# Breaky Food.......



## tancowgirl2000 (Aug 16, 2004)

When we were kids my mother used to make a mush breakfast..I say this cause I have no idea what to call it...here's the basics of it

Torn up bread,  milk, cinnamon.....this would be cooked on the stove and served to us!  It was so good!  I tried making it once but it was just awful my way....

Has anyone ever heard of this before or something simular?


----------



## Alix (Aug 16, 2004)

Try tossing in some cornmeal or oatmeal with it.


----------



## tancowgirl2000 (Aug 17, 2004)

I dont know Alix...I just remember soggy  bread...nothing else....maybe though


----------



## Jermosh (Aug 17, 2004)

Maybe it needs to be homemade bread. We use to have the same stuff but with Cornbread.


----------



## kitchenelf (Aug 17, 2004)

What about sugar?  Did she add any sugar?  Gosh, every time we had an upset stomach we ate milk toast.  It was pretty good!


----------



## -DEADLY SUSHI- (Aug 18, 2004)

Yea.... how about cream...... sugar, cinnamon and a LITTLE bit of butter? Dash of nutmeg perhaps? Ohhh.... and a dash of vannila extract. Possibly honey instead of sugar?


----------



## Barbara L (Aug 18, 2004)

When I was a kid we ate cornbread with sugar and milk, but we ate it cold.  We didn't have cinnamon on it, but it would have been good.  

 Barbara


----------



## tancowgirl2000 (Aug 18, 2004)

This is what a member from CCA said about this......I just cant wait to have it now.....no bread  


Milk toast:
2 slices of darkly toasted bread (buttered to taste)
1/2 cup (or to taste) of scalded milk

Extras: 
cinnamon, nutmeg and sugar taste (extra butter if you like)

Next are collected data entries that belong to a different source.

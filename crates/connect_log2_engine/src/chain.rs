//! Marking rules: which positions may join the pending chain.
//!
//! The builder does not care where an intent came from. A key press, a
//! click, a double click and a drag all end up in one of the three
//! marking operations below.

use crate::grid::Grid;
use crate::position::TilePos;
use serde::{Deserialize, Serialize};
use tracing::{debug, instrument};

/// What a marking operation did to the chain.
#[derive(Debug, Clone, Copy, PartialEq, Eq, Hash, Serialize, Deserialize)]
pub enum ChainChange {
    /// The first position was marked.
    Started,
    /// A position was appended.
    Extended,
    /// The last position was unmarked.
    Retracted,
    /// Nothing changed.
    Unchanged,
}

impl ChainChange {
    /// Returns true unless the chain stayed as it was.
    pub fn changed(self) -> bool {
        self != ChainChange::Unchanged
    }
}

/// Ordered, connected run of marked positions waiting to be committed.
#[derive(Debug, Clone, Default, PartialEq, Eq)]
pub struct ChainBuilder {
    chain: Vec<TilePos>,
}

impl ChainBuilder {
    /// Creates an empty chain.
    pub fn new() -> Self {
        Self::default()
    }

    /// Returns the marked positions in marking order.
    pub fn positions(&self) -> &[TilePos] {
        &self.chain
    }

    /// Returns true if nothing is marked.
    pub fn is_empty(&self) -> bool {
        self.chain.is_empty()
    }

    /// Number of marked positions.
    pub fn len(&self) -> usize {
        self.chain.len()
    }

    /// Returns the most recently marked position.
    pub fn last(&self) -> Option<TilePos> {
        self.chain.last().copied()
    }

    /// Returns true if `pos` is marked.
    pub fn contains(&self, pos: TilePos) -> bool {
        self.chain.contains(&pos)
    }

    /// Toggles a mark: starts, undoes the last mark, or extends.
    #[instrument(skip(self, grid))]
    pub fn start_or_extend(&mut self, pos: TilePos, grid: &Grid) -> ChainChange {
        if grid.get_tile(pos).is_none() {
            return ChainChange::Unchanged;
        }
        if self.chain.is_empty() {
            return self.try_start(pos, grid);
        }
        if self.last() == Some(pos) {
            self.chain.pop();
            debug!(len = self.chain.len(), "Unmarked last tile");
            return ChainChange::Retracted;
        }
        if self.contains(pos) {
            return ChainChange::Unchanged;
        }
        self.try_extend(pos, grid)
    }

    /// Marks without ever unmarking: starts or extends.
    #[instrument(skip(self, grid))]
    pub fn extend_only(&mut self, pos: TilePos, grid: &Grid) -> ChainChange {
        if grid.get_tile(pos).is_none() {
            return ChainChange::Unchanged;
        }
        if self.chain.is_empty() {
            return self.try_start(pos, grid);
        }
        if self.contains(pos) {
            return ChainChange::Unchanged;
        }
        self.try_extend(pos, grid)
    }

    /// Follows a drag: moving back onto the previous mark undoes the last one.
    #[instrument(skip(self, grid))]
    pub fn drag_extend(&mut self, pos: TilePos, grid: &Grid) -> ChainChange {
        if grid.get_tile(pos).is_none() || self.chain.is_empty() {
            return ChainChange::Unchanged;
        }
        let len = self.chain.len();
        if len >= 2 && self.chain[len - 2] == pos {
            self.chain.pop();
            debug!(len = self.chain.len(), "Drag retreated");
            return ChainChange::Retracted;
        }
        if self.contains(pos) {
            return ChainChange::Unchanged;
        }
        self.try_extend(pos, grid)
    }

    /// Drops every mark.
    pub fn cancel(&mut self) {
        self.chain.clear();
    }

    /// Removes and returns the marks, leaving the chain empty.
    pub(crate) fn take(&mut self) -> Vec<TilePos> {
        std::mem::take(&mut self.chain)
    }

    /// Sums the real values of the marked tiles.
    pub fn summary(&self, grid: &Grid) -> Option<ChainSummary> {
        let values: Vec<u128> = self
            .chain
            .iter()
            .filter_map(|pos| grid.get_tile(*pos))
            .map(|tile| tile.real_value())
            .collect();
        (!values.is_empty()).then(|| ChainSummary::new(values))
    }

    fn try_start(&mut self, pos: TilePos, grid: &Grid) -> ChainChange {
        if grid.check_connections_possible_for_pos(pos) {
            self.chain.push(pos);
            debug!(%pos, "Started chain");
            ChainChange::Started
        } else {
            ChainChange::Unchanged
        }
    }

    /// A candidate joins if it touches the last mark and either equals it or,
    /// once the chain holds a pair, is exactly one higher.
    fn try_extend(&mut self, pos: TilePos, grid: &Grid) -> ChainChange {
        let Some(last) = self.last() else {
            return ChainChange::Unchanged;
        };
        if !pos.is_neighbour(last) {
            return ChainChange::Unchanged;
        }
        let (Some(candidate), Some(previous)) = (grid.get_tile(pos), grid.get_tile(last)) else {
            return ChainChange::Unchanged;
        };
        let same = candidate.number == previous.number;
        let step_up =
            self.chain.len() > 1 && Some(candidate.number) == previous.number.checked_add(1);
        if same || step_up {
            self.chain.push(pos);
            debug!(%pos, len = self.chain.len(), "Extended chain");
            ChainChange::Extended
        } else {
            ChainChange::Unchanged
        }
    }
}

/// Running total of a pending chain, for status display.
#[derive(Debug, Clone, PartialEq, Eq)]
pub struct ChainSummary {
    values: Vec<u128>,
    total: u128,
}

impl ChainSummary {
    fn new(values: Vec<u128>) -> Self {
        let total = values.iter().fold(0u128, |acc, v| acc.saturating_add(*v));
        Self { values, total }
    }

    /// Real values of the marked tiles, in marking order.
    pub fn values(&self) -> &[u128] {
        &self.values
    }

    /// Sum of the real values.
    pub fn total(&self) -> u128 {
        self.total
    }

    /// `log2` of the total.
    pub fn log2(&self) -> f64 {
        (self.total as f64).log2()
    }
}

impl std::fmt::Display for ChainSummary {
    fn fmt(&self, f: &mut std::fmt::Formatter<'_>) -> std::fmt::Result {
        let terms: Vec<String> = self.values.iter().map(u128::to_string).collect();
        write!(
            f,
            "{} (2^{:.2}) = {}",
            self.total,
            self.log2(),
            terms.join(" + ")
        )
    }
}
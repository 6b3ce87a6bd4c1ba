//! Grid coordinates and cursor navigation.

use serde::{Deserialize, Serialize};
use tracing::instrument;

/// A position on the grid.
///
/// `x` is the column, `y` the row. Row 0 is the top of the board;
/// gravity pulls tiles towards larger `y`.
#[derive(Debug, Clone, Copy, PartialEq, Eq, Hash, Default, Serialize, Deserialize)]
pub struct TilePos {
    /// Column.
    pub x: i32,
    /// Row.
    pub y: i32,
}

impl TilePos {
    /// Creates a new position.
    pub const fn new(x: i32, y: i32) -> Self {
        Self { x, y }
    }

    /// Returns true if `other` touches this position, diagonals included.
    ///
    /// A position is never its own neighbour.
    pub fn is_neighbour(self, other: TilePos) -> bool {
        self != other && (self.x - other.x).abs() <= 1 && (self.y - other.y).abs() <= 1
    }

    /// Returns the position offset by `(dx, dy)`.
    pub const fn offset(self, dx: i32, dy: i32) -> Self {
        Self::new(self.x + dx, self.y + dy)
    }

    /// Moves one step in `direction`, staying inside `columns × rows`.
    #[instrument]
    pub fn step(self, direction: Direction, columns: i32, rows: i32) -> Self {
        let (dx, dy) = direction.delta();
        let x = (self.x + dx).clamp(0, columns - 1);
        let y = (self.y + dy).clamp(0, rows - 1);
        Self::new(x, y)
    }
}

impl std::fmt::Display for TilePos {
    fn fmt(&self, f: &mut std::fmt::Formatter<'_>) -> std::fmt::Result {
        write!(f, "({}, {})", self.x, self.y)
    }
}

/// Cursor movement direction.
#[derive(
    Debug,
    Clone,
    Copy,
    PartialEq,
    Eq,
    Hash,
    Serialize,
    Deserialize,
    strum::EnumIter,
    strum::Display,
)]
pub enum Direction {
    /// Towards row 0.
    Up,
    /// Towards the bottom row.
    Down,
    /// Towards column 0.
    Left,
    /// Towards the last column.
    Right,
}

impl Direction {
    /// Returns the `(dx, dy)` of one step.
    pub const fn delta(self) -> (i32, i32) {
        match self {
            Direction::Up => (0, -1),
            Direction::Down => (0, 1),
            Direction::Left => (-1, 0),
            Direction::Right => (1, 0),
        }
    }
}
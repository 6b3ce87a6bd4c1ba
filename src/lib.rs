//! connect_log2: a tile-merging puzzle for the terminal.
//!
//! The rules live in [`connect_log2_engine`]. This crate adds what a
//! player needs around them: configuration, the high-score table, the
//! save slot and a `ratatui` front-end.
//!
//! # Example
//!
//! ```no_run
//! use connect_log2::{AppConfig, Session, StartMode};
//!
//! # fn example() -> anyhow::Result<()> {
//! let config = AppConfig::load(None)?;
//! let session = Session::start(&config, StartMode::Load, None)?;
//! connect_log2::run_tui(&config, session)?;
//! # Ok(())
//! # }
//! ```

#![warn(missing_docs)]
#![forbid(unsafe_code)]

mod config;
mod error;
mod hiscore;
mod savegame;
mod session;
mod tui;

pub use config::{AppConfig, DEFAULT_CONFIG_FILE};
pub use error::AppError;
pub use hiscore::{DATETIME_FORMAT, HiScoreTable, Score};
pub use savegame::SaveSlot;
pub use session::{Session, StartMode};
pub use tui::{
    App, Areas, BoardView, CELL_HEIGHT, CELL_WIDTH, Click, DOUBLE_CLICK_WINDOW, DRAG_HOLD,
    KeyAction, MouseClassifier, cell_at, key_action, layout, run_tui, tile_label,
};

Place toast in cereal bowl cover with milk and dress it up with the extras.

My Grandmother used to make this for my sister and I when we were young. 

I thought of it as a comfort food.

We used to have hot chocolate and dip buttered toast in that also. You brought back many memories with your post, thanks Nancy


----------



## kitchenelf (Aug 18, 2004)

Thanks exactly what I was describing in my post tancowgirl.  We didn't have anything sweet in ours, only salt and pepper.  It was pure comfort!!!!


----------



## Bangbang (Aug 21, 2004)

Ya gotta try this :!: 


2 loaves of bread 
1/2 teaspoon vanilla flavor 
1/4 cup of butter 
2 cups of sugar 
1 large box of raisins 
3 eggs 


Instructions: 

Soak bread. 
Drain excess water from bread, put in medium mixing bowl. 
Mix vanilla and eggs in mixing bowl. 
Add your sugar and raisins into bowl, mix well. 
Melt butter, add to mixture, stir well. 
Place the mixture in a 13"x9" pan, greased. 
Bake at 350 degrees for 1 hour. 
Your pudding should be golden brown. 
Let cool 1 hour before serving.


Me droolin


----------



## honeybee (Oct 4, 2004)

*Breaky food........*

With an addition of an egg it might be French toast? There's always bread pudding for using up old bread.


----------



## kansasgirl (Oct 5, 2004)

Reminds me of one of my comfort breakfasts as a kid. A whole bowl of Nilla wafers, then 1/2 and 1/2 poured on top and allowed to soak into the cookies to make them mushy. Then sliced fruit (peaches, bananas, berries) on top with a bit of cinnamon/sugar. Warmed for ~20-30  secs. in the microwave - YUM!


----------



## Michael in FtW (Oct 7, 2004)

When I was a kid my grandma called it milk toast - just milk and crumbled up toast, no salt, pepper, butter or cinnamon.


----------



## debthecook (Oct 15, 2004)

Iv'e  had that in Poland, a breakfast porridge  made with Babka,a sweet raisin bread, hot milk, sugar. The kids were eating it, so I asked for a bowl. Very comforting.


----------